Railway beneficiaries are entitled to facilities of private, semi-private or general ward depending
on their pay drawn in pay band / pension. These entitlements are amended from time to time and
the latest order in this regard needs to be followed. The entitlement at present is as follows:
The Card will have the entitlement of the patient endorsed. For the patients referred by railway
the entitlement of ward shall be endorsed on the referral letter itself.
a. Private ward is defined as a hospital room where single patient is accommodated and
which has an attached toilet (lavatory and bath). The room should have furnishings like
wardrobe, dressing table, bed- side table, sofa set, carpet, etc., as well as a bed for
attendant. The room has to be air- conditioned.

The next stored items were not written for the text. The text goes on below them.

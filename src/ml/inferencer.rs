// ============================================================
// Layer 5 — Inferencer
// ============================================================
// Runs one prediction request through the pipeline:
//
//   encode categoricals → assemble row → scale → predict
//
// Synchronous and stateless per call. The artifacts sit behind
// an Arc so the inferencer can be cloned into every request
// handler without copying them.

use std::sync::Arc;

use crate::data::feature_row::FeatureRow;
use crate::domain::error::{ArtifactLoadError, PredictionError};
use crate::domain::feature_spec::CategoricalField;
use crate::domain::form_values::FormValues;
use crate::domain::score::Score;
use crate::infra::artifact_store::ArtifactStore;
use crate::ml::context::InferenceContext;

#[derive(Clone)]
pub struct Inferencer {
    context: Arc<InferenceContext>,
}

impl Inferencer {
    pub fn new(context: InferenceContext) -> Self {
        Self { context: Arc::new(context) }
    }

    /// Load all three artifacts from the store and check that they
    /// fit together. Any failure here is fatal for the process.
    pub fn from_artifacts(store: &ArtifactStore) -> Result<Self, ArtifactLoadError> {
        let context = store.load_context()?;
        tracing::info!("Artifacts loaded from '{}'", store.dir().display());
        Ok(Self::new(context))
    }

    /// Encode and lay out the row without scaling or predicting.
    pub fn assemble(&self, form: &FormValues) -> Result<FeatureRow, PredictionError> {
        let encoders = self.context.encoders();
        FeatureRow::assemble(form, |field| encoders.get(field))
    }

    pub fn predict(&self, form: &FormValues) -> Result<Score, PredictionError> {
        let row    = self.assemble(form)?;
        let scaled = self.context.scaler().transform(row.as_slice())?;
        let raw    = self.context.model().predict(&scaled)?;

        tracing::debug!("Row {:?} scaled to {:?} → {:.4}", row.as_slice(), scaled, raw);
        Ok(Score::new(raw))
    }

    /// Labels accepted for one categorical field, in ordinal order.
    pub fn known_classes(&self, field: CategoricalField) -> &[String] {
        self.context.encoders().get(field).known_classes()
    }
}
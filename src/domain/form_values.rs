// ============================================================
// Layer 3 — Form Values (one prediction request)
// ============================================================
// The raw inputs of a single form submission. Lives only for
// the duration of one predict call and is never persisted.
//
// Serde names match the artifact column names so the HTTP
// form can post `Hours_Studied=5&Attendance=80&...` directly.
// Numeric fields default to 0 when a key is absent, the same
// value an untouched input widget submits. Categorical labels
// have no sensible default and are required.
//
// Every numeric field is carried as f64, including the whole
// number ones. Sign, bounds and integrality are all checked by
// validate_ranges against the field's Domain, so a bad value
// surfaces as a RangeViolation naming the column instead of a
// parse failure.

use serde::{Deserialize, Serialize};
use thiserror::Error;

use crate::domain::feature_spec::{Field, FEATURE_SPEC};

#[derive(Debug, Clone, PartialEq, Serialize, Deserialize)]
pub struct FormValues {
    #[serde(rename = "Hours_Studied", default)]
    pub hours_studied: f64,
    #[serde(rename = "Attendance", default)]
    pub attendance: f64,
    #[serde(rename = "Parental_Involvement", default)]
    pub parental_involvement: f64,
    #[serde(rename = "Access_to_Resources", default)]
    pub access_to_resources: f64,
    #[serde(rename = "Extracurricular_Activities", default)]
    pub extracurricular_activities: f64,
    #[serde(rename = "Sleep_Hours", default)]
    pub sleep_hours: f64,
    #[serde(rename = "Previous_Scores", default)]
    pub previous_scores: f64,
    #[serde(rename = "Motivation_Level", default)]
    pub motivation_level: f64,
    #[serde(rename = "Internet_Access")]
    pub internet_access: String,
    #[serde(rename = "Tutoring_Sessions", default)]
    pub tutoring_sessions: f64,
    #[serde(rename = "Family_Income", default)]
    pub family_income: f64,
    #[serde(rename = "Teacher_Quality", default)]
    pub teacher_quality: f64,
    #[serde(rename = "Peer_Influence")]
    pub peer_influence: String,
    #[serde(rename = "Physical_Activity", default)]
    pub physical_activity: f64,
    #[serde(rename = "Parental_Education_Level")]
    pub parental_education_level: String,
    #[serde(rename = "Distance_from_Home", default)]
    pub distance_from_home: f64,
}

/// A single raw input, before any encoding.
#[derive(Debug, Clone, Copy, PartialEq)]
pub enum RawValue<'a> {
    Number(f64),
    Label(&'a str),
}

/// A numeric input outside the range its widget allows.
#[derive(Debug, Clone, PartialEq, Error)]
#[error("{column} must be in {range}, got {value}")]
pub struct RangeViolation {
    pub column: &'static str,
    pub value:  f64,
    pub range:  String,
}

impl FormValues {
    /// Look up the raw value submitted for one column.
    pub fn value(&self, field: Field) -> RawValue<'_> {
        match field {
            Field::HoursStudied              => RawValue::Number(self.hours_studied),
            Field::Attendance                => RawValue::Number(self.attendance),
            Field::ParentalInvolvement       => RawValue::Number(self.parental_involvement),
            Field::AccessToResources         => RawValue::Number(self.access_to_resources),
            Field::ExtracurricularActivities => RawValue::Number(self.extracurricular_activities),
            Field::SleepHours                => RawValue::Number(self.sleep_hours),
            Field::PreviousScores            => RawValue::Number(self.previous_scores),
            Field::MotivationLevel           => RawValue::Number(self.motivation_level),
            Field::InternetAccess            => RawValue::Label(&self.internet_access),
            Field::TutoringSessions          => RawValue::Number(self.tutoring_sessions),
            Field::FamilyIncome              => RawValue::Number(self.family_income),
            Field::TeacherQuality            => RawValue::Number(self.teacher_quality),
            Field::PeerInfluence             => RawValue::Label(&self.peer_influence),
            Field::PhysicalActivity          => RawValue::Number(self.physical_activity),
            Field::ParentalEducationLevel    => RawValue::Label(&self.parental_education_level),
            Field::DistanceFromHome          => RawValue::Number(self.distance_from_home),
        }
    }

    /// Check every numeric input against its declared domain.
    ///
    /// This is the input widget's job, not the pipeline's: the
    /// CLI and HTTP surfaces call it before predicting. Categorical
    /// labels are left to the encoders.
    pub fn validate_ranges(&self) -> Result<(), RangeViolation> {
        for spec in FEATURE_SPEC.iter() {
            let RawValue::Number(value) = self.value(spec.field) else {
                continue;
            };
            if !spec.domain.contains(value) {
                return Err(RangeViolation {
                    column: spec.column,
                    value,
                    range:  spec.domain.to_string(),
                });
            }
        }
        Ok(())
    }
}

// ─── Unit Tests ───────────────────────────────────────────────────────────────
#[cfg(test)]
mod tests {
    use super::*;
    use crate::test_support::scenario_form;

    #[test]
    fn test_scenario_is_in_range() {
        assert!(scenario_form().validate_ranges().is_ok());
    }

    #[test]
    fn test_all_zero_numerics_are_valid() {
        // An inattentive user leaving every widget at its default
        let form = FormValues {
            hours_studied: 0.0,
            attendance: 0.0,
            parental_involvement: 0.0,
            access_to_resources: 0.0,
            extracurricular_activities: 0.0,
            sleep_hours: 0.0,
            previous_scores: 0.0,
            motivation_level: 0.0,
            tutoring_sessions: 0.0,
            family_income: 0.0,
            teacher_quality: 0.0,
            physical_activity: 0.0,
            distance_from_home: 0.0,
            ..scenario_form()
        };
        assert!(form.validate_ranges().is_ok());
    }

    #[test]
    fn test_upper_caps_are_valid() {
        let form = FormValues {
            hours_studied: 24.0,
            attendance: 100.0,
            parental_involvement: 10.0,
            access_to_resources: 10.0,
            extracurricular_activities: 10.0,
            sleep_hours: 24.0,
            previous_scores: 100.0,
            motivation_level: 10.0,
            tutoring_sessions: 20.0,
            family_income: 10_000.0,
            teacher_quality: 10.0,
            physical_activity: 20.0,
            distance_from_home: 500.0,
            ..scenario_form()
        };
        assert!(form.validate_ranges().is_ok());
    }

    #[test]
    fn test_out_of_range_names_the_column() {
        let form = FormValues { attendance: 101.0, ..scenario_form() };
        let err = form.validate_ranges().unwrap_err();
        assert_eq!(err.column, "Attendance");
        assert_eq!(err.value, 101.0);
        assert!(err.to_string().contains("Attendance must be in 0..=100"));
    }

    #[test]
    fn test_negative_whole_number_rejected() {
        let form = FormValues { attendance: -5.0, ..scenario_form() };
        let err = form.validate_ranges().unwrap_err();
        assert_eq!(err.column, "Attendance");
        assert_eq!(err.to_string(), "Attendance must be in 0..=100 (whole numbers), got -5");
    }

    #[test]
    fn test_fractional_whole_number_rejected() {
        let form = FormValues { tutoring_sessions: 2.5, ..scenario_form() };
        let err = form.validate_ranges().unwrap_err();
        assert_eq!(err.column, "Tutoring_Sessions");
        assert_eq!(err.value, 2.5);
    }

    #[test]
    fn test_negative_income_rejected() {
        let form = FormValues { family_income: -1.0, ..scenario_form() };
        assert_eq!(form.validate_ranges().unwrap_err().column, "Family_Income");
    }

    #[test]
    fn test_value_lookup_follows_field() {
        let form = scenario_form();
        assert_eq!(form.value(Field::Attendance), RawValue::Number(80.0));
        assert_eq!(form.value(Field::PeerInfluence), RawValue::Label("Positive"));
    }

    #[test]
    fn test_missing_numeric_keys_default_to_zero() {
        let json = r#"{
            "Internet_Access": "Yes",
            "Peer_Influence": "Neutral",
            "Parental_Education_Level": "College"
        }"#;
        let form: FormValues = serde_json::from_str(json).unwrap();
        assert_eq!(form.attendance, 0.0);
        assert_eq!(form.hours_studied, 0.0);
        assert_eq!(form.internet_access, "Yes");
    }

    #[test]
    fn test_missing_label_is_rejected() {
        let json = r#"{ "Internet_Access": "Yes", "Peer_Influence": "Neutral" }"#;
        assert!(serde_json::from_str::<FormValues>(json).is_err());
    }
}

b. Semi Private Ward is defined as a hospital room where two to three patients are
accommodated and which has attached toilet facilities and necessary furnishing.
c. General wards is defined as a hall that accommodates four to ten patients.
Treatment in higher Category of accommodation than the entitled category is not permissible for
payment by Railway or reimbursable. If the patient or his/her attendant opts for a higher class than
admissible under extent rules mentioned above (Para 5), as modified from time to time, the difference
in cost of treatment including room charges, procedure and treatment cost investigations etc would
have to be borne by patient’s representative. A written declaration to the effect should be taken
before such change is carried out and it can be collected from the patient or his / her representative
directly by the hospital. This should be indicated distinctly in the bill raised in the interest of
transparency.
6. APPROVED RATES TO BE CHARGED
6.1 The empanelled Hospital shall charge from the Railway beneficiary as per the rates for a
particular procedure / package deal as prescribed by the CGHS or mutually accepted rates by
Railways where rates are not available for CGHS or in case of Government of India
undertaking hospitals or mutually accepted rates where no CGHS hospital exist and attached
as Annexure (rate list) which shall be an integral part of this Agreement. The rates notified by
CGHS shall also be available on web site of Ministry of Health & F.W at
http://msotransparent. nic. in/cghsnew/index,asp.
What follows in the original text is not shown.